The present invention is related to an automated system for requesting, scheduling, and fulfilling requests for speech to text translation for a variety of translation request types, including same language speech to text transcriptions and cross language speech to text translations, on demand real-time translation requests, scheduled real-time translation requests, and requests for bulk translation of voice files to text.
Much research has been conducted in automated speech to text translation, which is known to be a long-standing artificial intelligence problem. Many of the machine-based translations rely on various algorithms to map human utterances into a text-based version of the utterance or speech phrase. An obvious complicating factor in such automated conversion is the level of artificial intelligence required to achieve satisfactory accuracy while offsetting external factors which may impair accuracy such as regional accents, inaudible words or phrases, and background noise. Conversely, human translation requires scheduling a translation session, and the inconvenience and expense of translator travel from one location to another. Activities which may require scheduled or on-demand translation include travel, foreign and domestic business transactions, legal proceedings, and certain transactions which may require special considerations, such as certified medical transcription or translation.
U.S. Pat. No. 6,198,808 describes a system for receiving speech, converting the speech to text, and transmitting the text for reception by a subscriber having a messaging device such as a pager.
U.S. Pat. No. 5,724,410 describes a system for converting a speech message to text and sending it to a receiving device if the receiving device does not have spoken text capability.
U.S. Pat. No. 7,103,154 describes a system for receiving a voice message, converting it to text using a voice recognition system, and sending the message as an email or page to a receiving device. Similarly, U.S. Pat. No. 6,954,781 performs the same function where the receiving device is a cellular telephone using the SMS (Short Message System) protocol. Also, U.S. Pat. No. 6,366,651 by Griffith et al performs the same speech to text translation for delivery to a telephone or email user.
U.S. Pat. No. 6,504,910 is a system for communication between a hearing person who is using a standard telephone and a non-hearing person who is using a captioning telephone, whereby an automated speech to text translator receives speech from the standard telephone and translates it to text for use by the captioning telephone, and a text to speech system translates typed responses from the captioning telephone into speech for the standard telephone.

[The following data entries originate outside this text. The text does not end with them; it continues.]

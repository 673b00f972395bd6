//! Engine configuration with sane defaults.

use chrono::{DateTime, TimeZone, Utc};

/// Tunable parameters for the outage pipeline.
#[derive(Debug, Clone)]
pub struct Config {
  /// Outages that began before this instant are dropped by the time filter.
  pub cutoff: DateTime<Utc>,
}

impl Default for Config {
  fn default() -> Self {
    Self {
      // 2022-01-01T00:00:00.000Z — the reporting window opens here.
      cutoff: Utc.with_ymd_and_hms(2022, 1, 1, 0, 0, 0).unwrap(),
    }
  }
}
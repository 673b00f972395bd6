//! Structured error types for the sync worker.

use thiserror::Error;

#[derive(Debug, Error)]
pub enum SyncError {
  #[error("config: {0}")]
  Config(#[from] config::ConfigError),

  #[error("{context}: {source}")]
  Http {
    context: String,
    #[source]
    source: reqwest::Error,
  },

  #[error("{url}: unexpected status {status}")]
  Status {
    url: String,
    status: reqwest::StatusCode,
  },

  #[error("pipeline: {0}")]
  Pipeline(#[from] outage_engine::EngineError),
}

impl SyncError {
  pub fn http(context: impl Into<String>, source: reqwest::Error) -> Self {
    Self::Http {
      context: context.into(),
      source,
    }
  }
}
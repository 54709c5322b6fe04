//! User-configurable category rules.
//!
//! ```toml
//! replace_defaults = false
//!
//! [[rules]]
//! category = "Pets"
//! keywords = ["petco", "vet clinic"]
//!
//! [[rules]]
//! category = "Food & Dining"
//! keywords = ["chai point"]
//! ```
//!
//! User rules are checked before the canonical table. With
//! `replace_defaults = true` only the user rules apply.

use anyhow::{Context, Result};
use financeflow_core::{Categorizer, Category, CategoryRule, CategoryRules};
use serde::{Deserialize, Serialize};
use std::fs;
use std::path::Path;

#[derive(Debug, Clone, Default, Serialize, Deserialize, PartialEq)]
pub struct CategoryRulesConfig {
    #[serde(default)]
    pub replace_defaults: bool,
    #[serde(default)]
    pub rules: Vec<RuleConfig>,
}

#[derive(Debug, Clone, Serialize, Deserialize, PartialEq)]
pub struct RuleConfig {
    /// Built-in label ("Shopping") or any custom label
    pub category: String,
    #[serde(default)]
    pub keywords: Vec<String>,
}

impl CategoryRulesConfig {
    pub fn from_toml_str(s: &str) -> Result<Self> {
        toml::from_str(s).context("parse category rules")
    }

    pub fn load(path: impl AsRef<Path>) -> Result<Self> {
        let path = path.as_ref();
        let s = fs::read_to_string(path).with_context(|| format!("read {}", path.display()))?;
        Self::from_toml_str(&s).with_context(|| format!("in {}", path.display()))
    }

    /// User rules in file order
    pub fn user_rules(&self) -> CategoryRules {
        CategoryRules::new(
            self.rules
                .iter()
                .map(|r| CategoryRule::new(Category::from_label(&r.category), &r.keywords))
                .collect(),
        )
    }

    pub fn build_rules(&self) -> CategoryRules {
        if self.replace_defaults {
            self.user_rules()
        } else {
            CategoryRules::canonical().prepend(self.user_rules())
        }
    }

    pub fn categorizer(&self) -> Categorizer {
        Categorizer::new(self.build_rules())
    }

    /// Labels introduced by the config that are not built in
    pub fn custom_categories(&self) -> Vec<Category> {
        let mut out: Vec<Category> = Vec::new();
        for rule in &self.rules {
            let category = Category::from_label(&rule.category);
            if category.is_custom() && !out.contains(&category) {
                out.push(category);
            }
        }
        out
    }
}

#[cfg(test)]
mod tests {
    use super::*;

    const SAMPLE: &str = r#"
[[rules]]
category = "Pets"
keywords = ["petco", "Vet Clinic"]

[[rules]]
category = "shopping"
keywords = ["zomato merch"]
"#;

    #[test]
    fn test_user_rules_take_precedence() {
        let config = CategoryRulesConfig::from_toml_str(SAMPLE).unwrap();
        let categorizer = config.categorizer();
        assert_eq!(categorizer.categorize("City vet clinic"), Category::Custom("Pets".into()));
        // user rule for "zomato merch" outranks the canonical "zomato" keyword
        assert_eq!(categorizer.categorize("ZOMATO MERCH STORE"), Category::Shopping);
        assert_eq!(categorizer.categorize("Zomato order"), Category::FoodAndDining);
        assert_eq!(categorizer.rules().len(), 2 + CategoryRules::canonical().len());
    }

    #[test]
    fn test_replace_defaults() {
        let config = CategoryRulesConfig::from_toml_str(&format!("replace_defaults = true\n{SAMPLE}")).unwrap();
        let categorizer = config.categorizer();
        assert_eq!(categorizer.categorize("Zomato order"), Category::Other);
        assert_eq!(categorizer.rules().len(), 2);
    }

    #[test]
    fn test_empty_config_is_canonical() {
        let config = CategoryRulesConfig::from_toml_str("").unwrap();
        assert_eq!(config.categorizer(), Categorizer::default());
    }

    #[test]
    fn test_custom_categories() {
        let config = CategoryRulesConfig::from_toml_str(SAMPLE).unwrap();
        assert_eq!(config.custom_categories(), vec![Category::Custom("Pets".into())]);
    }

    #[test]
    fn test_invalid_toml() {
        assert!(CategoryRulesConfig::from_toml_str("rules = 3").is_err());
    }
}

U.S. Pat. No. 5,384,701 describes a system for translation from a first language to a second language using a phrasebook approach. U.S. Pat. No. 6,385,586 performs a similar function using translation from speech to text in a first language followed by text to speech in a second language.
U.S. Pat. No. 6,363,337 describes a system for translation of speech into text, where the speech recognition system utilizes a recognition phrasebook which is limited to a particular subject area.
A human translation resource registers capabilities and schedule availability with a schedule server. A user requesting translation from source speech of one language to translation text of another language, or possibly source speech and transcription text in the same language, registers a translation or transcription request. A scheduler maps the translation request to a plurality of previously registered resources, either offering requester selectable options or selecting for the user a particular translation resource. The scheduler optionally verifies the availability of the translation resource and user request prior to the appointment, and at a scheduled time, a connection server 116 makes a point to point connection shown in FIG. 1 130 and 132 to each of the translation requester 102 and translation resource client 108. After establishment of the point to point connections to the connection server 116, the connection server 116 optionally performs a handoff to directly couple the translation requester 102 with the translation resource client 108. Events such as connectivity interruptions, requests for a different translation resource and the like are handled using the original point to point connections from the translation requester and translator resource back to the connection server, which is left open following the handoff, but only serves to handle such out-of-band communications from the requester or translator to the connection server. After the translation session is completed, the user is asked to rate the performance of the translation resource, and this information is added to the database for the translation resource.